Cosmo ChangeFeed -Errors,exceptions and Service fail scenario's - azure-cosmosdb

All,
I am using Change Feed Processor Library.Want to know the best way to handle service failure along with the exceptions/errors scenario's in ProcessChangesAsync method. Below are the events am referring to.
1) Service failure - Service having the processor library crashed in the middle of some operation. How to start the process from the same document(doc on failure instance)? is there any inbuilt mechanism where change feed will start with the last failed documents? E.g. Let assume,in current batch we have 10 docs.5 processed successfully and then service breaks because of network failure or by some other reasons.Will my process starts with 6th document once service is re-started? How to achieve this?
2) Exception and Errors- Any errors in ProcessChangesAsync method can be handle using try catch at the global level but how to persist those failure records and make them available for the next batch? Again,looking for any available inbuilt mechanism in change feed process.
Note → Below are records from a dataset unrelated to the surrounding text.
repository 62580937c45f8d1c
use std::path::PathBuf;
use std::time::Duration;

use clap::{Args, Parser, Subcommand, ValueEnum};
use codebox::{ClientConfig, InstallShape, UploadShape};

use crate::error::Result;
use crate::output::OutputFormat;

/// Upload encoding (CLI wrapper for codebox::UploadShape)
#[derive(Clone, Copy, Debug, PartialEq, Eq, ValueEnum)]
pub enum CliUploadShape {
	/// Multipart form with a `file` part
	Multipart,
	/// JSON `{fileName, fileContent}`
	Json,
}

impl From<CliUploadShape> for UploadShape {
	fn from(shape: CliUploadShape) -> Self {
		match shape {
			CliUploadShape::Multipart => UploadShape::Multipart,
			CliUploadShape::Json => UploadShape::Json,
		}
	}
}

/// Install encoding (CLI wrapper for codebox::InstallShape)
#[derive(Clone, Copy, Debug, PartialEq, Eq, ValueEnum)]
pub enum CliInstallShape {
	/// JSON `{packageName}` posted to `/install`
	Body,
	/// Package name as the last path segment
	Path,
}

impl From<CliInstallShape> for InstallShape {
	fn from(shape: CliInstallShape) -> Self {
		match shape {
			CliInstallShape::Body => InstallShape::Body,
			CliInstallShape::Path => InstallShape::Path,
		}
	}
}

#[derive(Parser, Debug)]
#[command(name = "codebox")]
#[command(about = "Run code in a remote CodeBox sandbox")]
#[command(version)]
pub struct Cli {
	/// Increase verbosity (-v lifecycle, -vv every request)
	#[arg(short, long, global = true, action = clap::ArgAction::Count)]
	pub verbose: u8,

	/// Output format: text (default) or json
	#[arg(short = 'f', long, global = true, value_enum, default_value = "text")]
	pub format: OutputFormat,

	/// API key (overrides CODEBOX_API_KEY)
	#[arg(long, global = true, value_name = "KEY")]
	pub api_key: Option<String>,

	/// Service root (overrides CODEBOX_BASE_URL)
	#[arg(long, global = true, value_name = "URL")]
	pub base_url: Option<String>,

	/// Upload encoding expected by the service (default: json)
	#[arg(long, global = true, value_enum)]
	pub upload_shape: Option<CliUploadShape>,

	/// Install encoding expected by the service (default: body)
	#[arg(long, global = true, value_enum)]
	pub install_shape: Option<CliInstallShape>,

	/// Per-request timeout in seconds (overrides CODEBOX_TIMEOUT_SECS)
	#[arg(long, global = true, value_name = "SECS")]
	pub timeout: Option<u64>,

	#[command(subcommand)]
	pub command: Commands,
}

#[derive(Subcommand, Debug)]
pub enum Commands {
	/// Start a session, run code once, then stop the session
	Run(RunArgs),
}

#[derive(Args, Debug, Clone, Default)]
pub struct RunArgs {
	/// Script to execute (`-` reads stdin)
	#[arg(value_name = "SCRIPT", conflicts_with = "code")]
	pub script: Option<PathBuf>,

	/// Inline code to execute instead of a script file
	#[arg(short, long)]
	pub code: Option<String>,

	/// Package to install before running (repeatable)
	#[arg(long = "install", value_name = "PKG")]
	pub install: Vec<String>,

	/// Local file to upload before running (repeatable)
	#[arg(long = "upload", value_name = "PATH")]
	pub upload: Vec<PathBuf>,

	/// Sandbox file to download after running (repeatable)
	#[arg(long = "download", value_name = "NAME")]
	pub download: Vec<String>,

	/// Directory for downloaded files
	#[arg(long, value_name = "DIR", default_value = ".")]
	pub out_dir: PathBuf,

	/// Save image results into this directory
	#[arg(long, value_name = "DIR")]
	pub save_images: Option<PathBuf>,
}

impl Cli {
	/// Environment settings with command line flags layered on top.
	pub fn client_config(&self) -> Result<ClientConfig> {
		let mut config = ClientConfig::from_env()?;
		if let Some(key) = &self.api_key {
			config = config.with_api_key(key.clone());
		}
		if let Some(base) = &self.base_url {
			config = config.with_base_url(base)?;
		}
		if let Some(shape) = self.upload_shape {
			config = config.with_upload_shape(shape.into());
		}
		if let Some(shape) = self.install_shape {
			config = config.with_install_shape(shape.into());
		}
		if let Some(secs) = self.timeout {
			config = config.with_timeout(Duration::from_secs(secs));
		}
		Ok(config)
	}
}
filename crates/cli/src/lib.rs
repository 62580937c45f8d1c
pub mod cli;
pub mod commands;
pub mod error;
pub mod logging;
pub mod output;
mod run;

use crate::cli::{Cli, Commands};
use crate::error::Result;

pub async fn dispatch(cli: Cli) -> Result<()> {
	let config = cli.client_config()?;
	match cli.command {
		Commands::Run(args) => run::execute(config, args, cli.format).await,
	}
}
1) The Processor Library, by default, checkpoints after a successful run of ProcessChangesAsync. In the latest library version, you can customize the Checkpointer to do manual checkpoints in case you need it. If for some reason the processor shuts down before checkpointing, then it will start processing next from the the last successful checkpoint stored in the Leases collection. In your case, it will start with the first document again, so you will never lose a change but you could experience double processing (this is an "at least once" model).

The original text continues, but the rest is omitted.